Ryan Coogler and Marvel Studios president Kevin Feige have offered fresh, personal recollections of Chadwick Boseman’s final years and the toll his death took on the Black Panther creative team, in remarks made during a recent conversation at the University of Southern California’s School of Cinematic Arts.

Speaking at the dedication of USC’s Kevin Feige Division of Film & Television Production, Feige said he last met with Boseman alongside other Marvel executives shortly before the actor died in 2020. Feige revealed Boseman was thrilled about having voiced T’Challa on the animated series What If… and had hoped to “bring that spirit” into a second Black Panther movie. “We will be back in there — that was always my expectation,” Feige said, recounting how Marvel’s perpetual slate led him to assume there would always be a next opportunity to reconnect. “That hit me like a ton of bricks when I realized that there wasn’t going to be a next time,” he added, underscoring the shock and regret that followed Boseman’s sudden passing.

Coogler, who directed Black Panther (2018) and returned to helm 2022’s Black Panther: Wakanda Forever, echoed the sense of loss and uniqueness surrounding Boseman’s performance as T’Challa. “There was only one Chad, bro,” Coogler said, as he described Boseman’s singular presence and how the role seemed made for him. Coogler also recalled a visit from Feige and Disney CEO Bob Iger to his apartment days after Boseman’s death, while much of Los Angeles was still under COVID-19 lockdown. He emphasized that their visit was focused on his well-being rather than immediate franchise decisions. “It wasn’t, ‘Hey, what are we going to do about this franchise?’ It was about, ‘Hey, are you okay? How are you taking it?’” he said.

Those personal interventions, Coogler said, stayed with him because they revealed “the humanity beyond the corporate things and the financial responsibilities.” The director also reiterated a revelation he made in 2022 — that he had seriously considered walking away from filmmaking after Boseman’s death. “I didn’t know if I could make another movie, period, [let alone] another Black Panther movie,” Coogler told Entertainment Weekly in 2022, explaining the emotional barriers he faced in opening himself to future work.

Coogler ultimately returned to complete Wakanda Forever as a tribute to Boseman and the character he inhabited, a production that confronted the challenge of continuing a beloved franchise without its central star. He recently paid homage to Boseman at the late actor’s Hollywood Walk of Fame induction ceremony in November, calling him “a star deserving of a star on the Walk of Fame, but… our most incredible jewel,” and thanking Boseman for reflecting and revealing “the greatness of our people, and the universe of our shared humanity.”
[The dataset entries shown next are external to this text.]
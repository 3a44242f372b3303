use crate::common::config::CameraConfig;
use crate::common::{FaceLockError, Result};
use image::{DynamicImage, ImageBuffer, Luma};
use std::fs;
use std::time::Duration;
use v4l::buffer::Type;
use v4l::io::traits::CaptureStream;
use v4l::video::Capture;
use v4l::{Device, FourCC};

/// A capture device as reported by `Camera::list_all_cameras`.
#[derive(Debug, Clone)]
pub struct CameraInfo {
    pub index: u32,
    pub name: String,
    pub formats: Vec<String>,
    pub can_capture: bool,
}

pub struct Camera {
    device: Device,
    format: v4l::Format,
    config: CameraConfig,
}

impl Camera {
    /// Opens and configures the device. Any failure here means the camera
    /// is unavailable.
    pub fn new(config: &CameraConfig) -> Result<Self> {
        let index = config.device_index;
        tracing::info!("Opening camera device {}", index);

        let device = Device::new(index as usize)
            .map_err(|e| FaceLockError::CameraUnavailable(format!("Failed to open camera {}: {}", index, e)))?;

        let caps = device.query_caps()
            .map_err(|e| FaceLockError::CameraUnavailable(format!("Failed to query capabilities: {}", e)))?;
        if !caps.capabilities.contains(v4l::capability::Flags::VIDEO_CAPTURE) {
            tracing::warn!("Device {} may not support standard video capture ({:?})", index, caps.capabilities);
        }

        let mut fmt = device.format()
            .map_err(|e| FaceLockError::CameraUnavailable(format!("Failed to get format: {}", e)))?;
        fmt.width = config.width;
        fmt.height = config.height;
        if !is_supported(&fmt.fourcc) {
            fmt.fourcc = FourCC::new(b"MJPG");
        }

        if let Err(e) = device.set_format(&fmt) {
            tracing::warn!("Could not set exact format: {}. Using device defaults.", e);
        }

        let format = device.format()
            .map_err(|e| FaceLockError::CameraUnavailable(format!("Failed to get final format: {}", e)))?;
        if !is_supported(&format.fourcc) {
            return Err(FaceLockError::CameraUnavailable(format!(
                "Unsupported pixel format {}", format.fourcc
            )));
        }
        if format.width != config.width || format.height != config.height {
            tracing::warn!("Camera resolution {}x{} differs from requested {}x{}",
                           format.width, format.height, config.width, config.height);
        }
        tracing::debug!("Camera format: {}x{} {}", format.width, format.height, format.fourcc);

        Ok(Self { device, format, config: config.clone() })
    }

    /// Discards `warmup_frames` frames so exposure settles.
    pub fn warm_up(&mut self) -> Result<()> {
        let mut stream = v4l::io::mmap::Stream::with_buffers(&mut self.device, Type::VideoCapture, 4)
            .map_err(|e| FaceLockError::CameraUnavailable(format!("Failed to create stream: {}", e)))?;

        for i in 0..self.config.warmup_frames {
            stream.next()
                .map_err(|e| FaceLockError::CameraUnavailable(format!("Failed to capture warmup frame {}: {}", i, e)))?;
            std::thread::sleep(Duration::from_millis(self.config.warmup_delay_ms));
        }
        Ok(())
    }

    pub fn capture_frame(&mut self) -> Result<DynamicImage> {
        let mut stream = v4l::io::mmap::Stream::with_buffers(&mut self.device, Type::VideoCapture, 4)
            .map_err(|e| FaceLockError::Camera(format!("Failed to create stream: {}", e)))?;

        let (buf, _meta) = stream.next()
            .map_err(|e| FaceLockError::Camera(format!("Failed to capture: {}", e)))?;

        decode_frame(buf, &self.format.fourcc, self.format.width, self.format.height)
    }

    pub fn list_all_cameras() -> Result<Vec<CameraInfo>> {
        let mut cameras = Vec::new();

        for entry in fs::read_dir("/dev")? {
            let path = entry?.path();
            let Some(index) = path
                .file_name()
                .and_then(|n| n.to_str())
                .and_then(|n| n.strip_prefix("video"))
                .and_then(|n| n.parse::<u32>().ok())
            else {
                continue;
            };

            let Ok(device) = Device::new(index as usize) else {
                continue;
            };
            let Ok(caps) = device.query_caps() else {
                continue;
            };

            let formats = device
                .enum_formats()
                .unwrap_or_default()
                .iter()
                .map(|fmt| fmt.fourcc.to_string())
                .collect();

            cameras.push(CameraInfo {
                index,
                name: caps.card.clone(),
                formats,
                can_capture: caps.capabilities.contains(v4l::capability::Flags::VIDEO_CAPTURE),
            });
        }

        cameras.sort_by_key(|c| c.index);
        Ok(cameras)
    }
}

fn is_supported(fourcc: &FourCC) -> bool {
    matches!(&fourcc.repr, b"GREY" | b"YUYV" | b"MJPG")
}

/// Converts a raw buffer into an image. Everything downstream works on
/// luma, so YUYV keeps only its Y samples.
pub fn decode_frame(data: &[u8], fourcc: &FourCC, width: u32, height: u32) -> Result<DynamicImage> {
    match &fourcc.repr {
        b"GREY" => {
            let expected = (width * height) as usize;
            let pixels = data.get(..expected)
                .ok_or_else(|| FaceLockError::Camera("Short GREY frame".into()))?;
            let buffer = ImageBuffer::<Luma<u8>, _>::from_raw(width, height, pixels.to_vec())
                .ok_or_else(|| FaceLockError::Camera("Failed to create grayscale image buffer".into()))?;
            Ok(DynamicImage::ImageLuma8(buffer))
        }
        b"YUYV" => {
            let expected = (width * height * 2) as usize;
            let frame = data.get(..expected)
                .ok_or_else(|| FaceLockError::Camera("Short YUYV frame".into()))?;
            let luma: Vec<u8> = frame.iter().step_by(2).copied().collect();
            let buffer = ImageBuffer::<Luma<u8>, _>::from_raw(width, height, luma)
                .ok_or_else(|| FaceLockError::Camera("Failed to create YUYV image buffer".into()))?;
            Ok(DynamicImage::ImageLuma8(buffer))
        }
        b"MJPG" => image::load_from_memory(data)
            .map_err(|e| FaceLockError::Camera(format!("Failed to decode MJPG frame: {}", e))),
        _ => Err(FaceLockError::Camera(format!("Unsupported format {}", fourcc))),
    }
}

#[cfg(test)]
mod tests {
    use super::*;

    #[test]
    fn decodes_grey() {
        let data = vec![0, 64, 128, 255];
        let img = decode_frame(&data, &FourCC::new(b"GREY"), 2, 2).unwrap();
        assert_eq!(img.to_luma8().into_raw(), data);
    }

    #[test]
    fn decodes_yuyv_luma() {
        // Y0 U Y1 V per pixel pair.
        let data = vec![10, 128, 20, 128, 30, 128, 40, 128];
        let img = decode_frame(&data, &FourCC::new(b"YUYV"), 2, 2).unwrap();
        assert_eq!(img.to_luma8().into_raw(), vec![10, 20, 30, 40]);
    }

    #[test]
    fn short_frames_are_camera_errors() {
        let err = decode_frame(&[1, 2], &FourCC::new(b"GREY"), 2, 2).unwrap_err();
        assert!(matches!(err, FaceLockError::Camera(_)));
        assert!(!err.is_fatal());
    }

    #[test]
    fn unknown_formats_are_rejected() {
        assert!(decode_frame(&[0; 16], &FourCC::new(b"RGB3"), 2, 2).is_err());
        assert!(!is_supported(&FourCC::new(b"RGB3")));
    }
}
The colleagues’ remarks at USC add new detail to the public record about Boseman’s final creative intentions and the immediate aftermath of his death: Feige’s disclosure that Boseman hoped to carry the animated T’Challa’s energy into a sequel, and Coogler’s account of studio leaders prioritising his emotional state over business planning. Those memories reinforce how Boseman’s loss reshaped both the personal lives of collaborators and the creative direction of one of Marvel’s flagship properties.